No Women No Music 第31夜「I’ll Save My Soul Save Myself/トレイシー・チャップマン」
2016.08.01
真っ白な背景にモノトーンで写しだされたアコースティック・ギターを持つトレイシー・チャップマンTracy Chapman。この人のまっすぐに貫かれた音楽スタイル、そしてこれまでの道のりを浮き立たせるようなジャケットにまずは心奪われる。「トレイシー・チャップマン/グレイテスト・ヒッツ」(2015年リリース)は、2008年のアルバム“OUR BRIGHT FUTURE”以来7年振りのアルバムである。ベスト盤なので正規のニューアルバムではないけれど、心の片隅に彼女の新たなる声が届くのを待ち望んでいた私はうれしい限り。それは、このアルバムが単なるベストセレクションではなく、トレイシー・チャップマン自身がこれまでの8枚のアルバムから選曲し、なおかつ年代順に追っていくのではなく、彼女自身がライブで歌うときのような曲順で編集したのだという。約77分全18曲、じっくり聞き終えるや彼女のコンサートへいったかのような充実感を味わうことが出来る。
1964年アメリカ合衆国オハイオ州生まれのアフリカン・アメリカン。1988年、アルバム『トレイシー・チャップマン』でデビュー。そのなかからのファーストシングル「ファースト・カー」Fast Carがまたたく間にヒットチャートを駆けのぼり一躍‘時の人’となったことは、いまでも鮮明に覚えている。働かずに酒に溺れる父親、そんな男に愛想をつかす母親の下で学校を辞めた少女が絶望のなかに見出すファースト・カーでの逃避行。まったくシンプルなこのアコースティックなフォーク・ソングが大ヒットした背景にはなにがあったのだろう。
1988年、アメリカの大統領はロナルド・レーガン。8月にはイラン・イラク戦争が停戦になった年である。トレイシー・チャップマンの一貫したオーソドックスなアメリカン・フォークロックは、白人のアメリカ音楽のスタイルだ。ブルース・スプリングスティーン、ジャクソン・ブラウンといったアメリカを代表するようなアーティストの系譜。黒人ミュージシャンでこの伝統的なアメリカン・フォーク音楽というスタイルをもってメジャー・デビューしたことが、少なからず鮮烈な出来事だったのではないだろうか。アフリカにルーツを持つソロ・アーティストには、ブルースやソウル、またはエスニックなアフリカン・リズムを醸し出すことを求められそうな音楽業界において、素朴なアコースティック、そこに抑制の効いたキーボードとパーカッションが彩りをつけたアメリカン・フォークのスタイルを変わることなく生み出してきた彼女の数々の歌のなかには、自らのルーツをも包含する世界観が滲み出る。
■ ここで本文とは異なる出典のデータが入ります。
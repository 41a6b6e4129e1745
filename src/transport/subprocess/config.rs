//! Configuration constants for subprocess transport

use std::time::Duration;

/// CLI binary looked up on `PATH` when nothing else is configured
pub const DEFAULT_CLI_NAME: &str = "claude";

/// Default maximum stdout line length (1MB)
pub const DEFAULT_MAX_LINE_BYTES: usize = 1024 * 1024;

/// Default inactivity window while a turn is working
pub const DEFAULT_INACTIVITY_TIMEOUT: Duration = Duration::from_secs(90);

/// Default wait for a natural exit before the process tree is killed
pub const DEFAULT_SHUTDOWN_GRACE: Duration = Duration::from_secs(5);

/// Default timeout for the `--version` availability probe
pub const DEFAULT_VERSION_CHECK_TIMEOUT: Duration = Duration::from_secs(5);

/// How long the exit watcher waits for stdout to drain after the process exits
pub const STDOUT_DRAIN_TIMEOUT: Duration = Duration::from_secs(2);

/// Number of stderr lines kept for diagnostics
pub const STDERR_TAIL_LINES: usize = 50;

/// Environment variables that make the CLI believe it runs inside another
/// Claude Code session
///
/// They are stripped from the child's environment and can not be re-added
/// through `SessionOptions::env`.
pub const NESTED_SESSION_ENV_VARS: &[&str] = &["CLAUDECODE", "CLAUDE_CODE_ENTRYPOINT"];

/// Script wrapper extensions tried after the native executable name
#[cfg(windows)]
pub const SCRIPT_WRAPPER_EXTENSIONS: &[&str] = &[".cmd", ".bat"];

/// Script wrapper extensions tried after the native executable name
#[cfg(not(windows))]
pub const SCRIPT_WRAPPER_EXTENSIONS: &[&str] = &[".sh"];

/// Stderr fragments (lowercase) that escalate a line to a caller-visible diagnostic
pub const STDERR_ALERT_MARKERS: &[&str] = &[
    "error", "warn", "fatal", "panic", "exception", "failed", "denied",
];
ボブ・ディラン、ニール・ヤング、ブルース・スプリングスティーン、ジャクソン・ブラウンなどの名だたるフォーク&ロックアーティストは、みなその時代背景を鋭く批判するプロテスト・ソングを生みだしてきた。でも彼らはあえて“プロテスト・シンガー”などとカッコつきで呼ばれたりはしない。これまで、“プロテスト・シンガー”という括りに位置付けられてしまった感のあるトレイシー・チャップマンが、社会を浮き彫りにした曲も多く書いてきたけれど、プロテスト・シンガー、フェミニスト・シンガーとよばれてきてしまったことで、ファン層を狭めてしまったのではないか。自選集の訳詞を追いながらあらためて聞き直す彼女の歌に私自身、はっとさせられる。あなたとわたしで織りなすラブ・ソングの繊細さ。詞のなかの「わたし」は、私自身を重ね合わせるわたしになる。「あなた」は私自身がこの幾年かで出会ってきたどこかのあなたであり、私自身が躓いているときの世界そのものかもしれない。
〈あなたと私の記憶のページの行間には フィクションがある〉と歌う「テリング・ストーリー」Telling Storiesで幕をあける自選集は、これまでトレイシー・チャップマンが紡いできたたくさんの短編小説の幾多の物語のなかに、彼女の音楽を初めて聞いた時代から20数年という歳月を経た私自身を問いなおす言葉にできない心の襞に浸み込んでくる。
〈あなたがたはわたしを支配していると思っている/わたしが妥協するはずだとたかをくくっている/悪魔よ 地獄へお戻り/わたしはわたしの魂と私自身を救うのだから〉(訳:森田義信「クロスロード」Crossroads)
折々に訪れる人生のクロス・ポイント。どちらの道をすすむべきか、その交差点で立ちすくむ私(たち)に鏡のような物語を紡いでくれる。トレイシー・チャップマンの優しく繊細な歌声を聞きながら、騒がしい社会に揺らぐ私は一歩立ち止まって自身の心の声に耳を傾ける。